Lawyer Peter Garsden, of the Association of Child Abuse Lawyers (ACAL), agreed the authorities lack the funds to tackle online paedophilia effectively. He said: "The issue is the resources the police need to police the internet in the way they would like.
"There are issues surrounding the use of the evidence collected by these groups. It's done by amateurs and not the professionals. The police always condemn it and say no one should take the law in to their own hands because it is very dangerous and could be badly wrong; they [groups] are playing with fire.
"The police adopt exactly the same tactics in the investigations they carry out by pretending to be 14-year-old girls. It's not that this method of evidence gathering is unacceptable, but the problem is if it not done properly it can be a waste of time, if gathered by an amateur and not a professional."
Garsden pointed out vigilante groups risk violating breach of the peace and committing assault if their sting goes wrong. Furthermore, they could jeopardise the health of a suspect who is mentally ill or suicidal.
However, Dark Justice insist they are doing nothing wrong and bristle at suggestions that they risk breaking the law with their strings.
One of the men says: "We don't try to arrest anyone, we don't assault anyone, we don't ever breach the peace, we try to be as peaceful and as quiet as possible. As for trespass, we always meet in a public place."
So, what do they say to people who criticise them? "Well if you read the press [about Roger Lee], they said it would have been a real victim if he hadn't been chatting to us. We stopped a child from potentially being abused.
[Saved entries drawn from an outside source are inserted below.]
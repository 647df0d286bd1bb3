//! Line editor loop over the scope stack.

use std::io;

use rustyline::completion::{Completer, Pair};
use rustyline::error::ReadlineError;
use rustyline::history::DefaultHistory;
use rustyline::{CompletionType, Config, Context, Editor, Helper, Highlighter, Hinter, Validator};

use mercator_terminal::completer::word_before_cursor;
use mercator_terminal::{Environment, Flow};

/// Editor helper owning the environment, so completion sees the active scope.
#[derive(Helper, Hinter, Highlighter, Validator)]
pub struct ConsoleHelper {
    env: Environment,
}

impl ConsoleHelper {
    pub fn new(env: Environment) -> Self {
        Self { env }
    }

    /// Replacement start and candidates for the word ending at `pos`.
    fn candidates(&self, line: &str, pos: usize) -> (usize, Vec<Pair>) {
        let before = &line[..pos];
        let word = word_before_cursor(line, pos);
        let pairs = self
            .env
            .complete(before, word)
            .into_iter()
            .map(|s| Pair {
                display: if s.description.is_empty() {
                    s.text.clone()
                } else {
                    format!("{:<24} {}", s.text, s.description)
                },
                replacement: s.text,
            })
            .collect();
        (pos - word.len(), pairs)
    }
}

impl Completer for ConsoleHelper {
    type Candidate = Pair;

    fn complete(
        &self,
        line: &str,
        pos: usize,
        _ctx: &Context<'_>,
    ) -> rustyline::Result<(usize, Vec<Pair>)> {
        Ok(self.candidates(line, pos))
    }
}

/// Read, execute and print until the environment asks to exit or input ends.
pub fn run(env: Environment) -> anyhow::Result<()> {
    let config = Config::builder()
        .completion_type(CompletionType::List)
        .auto_add_history(false)
        .build();
    let mut editor: Editor<ConsoleHelper, DefaultHistory> = Editor::with_config(config)?;
    editor.set_helper(Some(ConsoleHelper::new(env)));
    let mut stdout = io::stdout();

    loop {
        let Some(prompt) = editor.helper().map(|h| h.env.prompt()) else {
            break;
        };
        match editor.readline(&prompt) {
            Ok(line) => {
                if !line.trim().is_empty()
                    && let Err(e) = editor.add_history_entry(line.as_str())
                {
                    log::debug!("History entry dropped: {e}");
                }
                let Some(helper) = editor.helper_mut() else {
                    break;
                };
                if helper.env.run_line(&line, &mut stdout)? == Flow::Exit {
                    break;
                }
            },
            Err(ReadlineError::Interrupted) => continue,
            Err(ReadlineError::Eof) => break,
            Err(e) => return Err(e.into()),
        }
    }
    Ok(())
}

#[cfg(test)]
mod tests {
    use std::rc::Rc;

    use mercator_shopify::ShopifyScopeFactory;
    use mercator_terminal::{ScopeFactory, root_scope};
    use mercator_types::config::ShopifyConfig;

    use super::*;

    fn helper() -> ConsoleHelper {
        let factories: Vec<Rc<dyn ScopeFactory>> =
            vec![Rc::new(ShopifyScopeFactory::new(ShopifyConfig::default()))];
        let root = root_scope("mercator", factories).unwrap();
        ConsoleHelper::new(Environment::new(root.boxed()))
    }

    #[test]
    fn completes_scope_names_after_use() {
        let h = helper();
        let line = "use sho";
        let (start, pairs) = h.candidates(line, line.len());
        assert_eq!(start, 4);
        assert_eq!(pairs[0].replacement, "shopify");
    }

    #[test]
    fn completes_commands_of_active_scope() {
        let mut h = helper();
        let mut sink = Vec::new();
        assert_eq!(h.env.run_line("use shopify", &mut sink).unwrap(), Flow::Continue);
        assert_eq!(h.env.prompt(), "mercator:shopify> ");
        let (start, pairs) = h.candidates("rev", 3);
        assert_eq!(start, 0);
        assert_eq!(pairs[0].replacement, "revenue");
        assert!(pairs[0].display.contains("estimated revenue"));
    }

    #[test]
    fn completes_flags() {
        let mut h = helper();
        let mut sink = Vec::new();
        h.env.run_line("use shopify", &mut sink).unwrap();
        let line = "revenue --go";
        let (start, pairs) = h.candidates(line, line.len());
        assert_eq!(start, 8);
        assert!(pairs.iter().any(|p| p.replacement == "--goal"));
    }

    #[test]
    fn quit_from_nested_scope_ends_loop() {
        let mut h = helper();
        let mut sink = Vec::new();
        h.env.run_line("use shopify", &mut sink).unwrap();
        assert_eq!(h.env.run_line("quit", &mut sink).unwrap(), Flow::Exit);
    }
}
At the end of the day, if we take one of them off the street, everyone's winning, because it's one less to worry about."
It seems as though vigilante groups such as Dark Justice are symptoms of the problem of serious underfunding for tackling adults who use the web to groom and sexually abuse children in Britain.
"People need to go and look online and see the problem," says one of the Dark Justice pair when asked about the scale of the problem. "We didn't think it was going to be as bad as it was until we started doing it.
"Anyone who thinks it's not big is deluded, basically."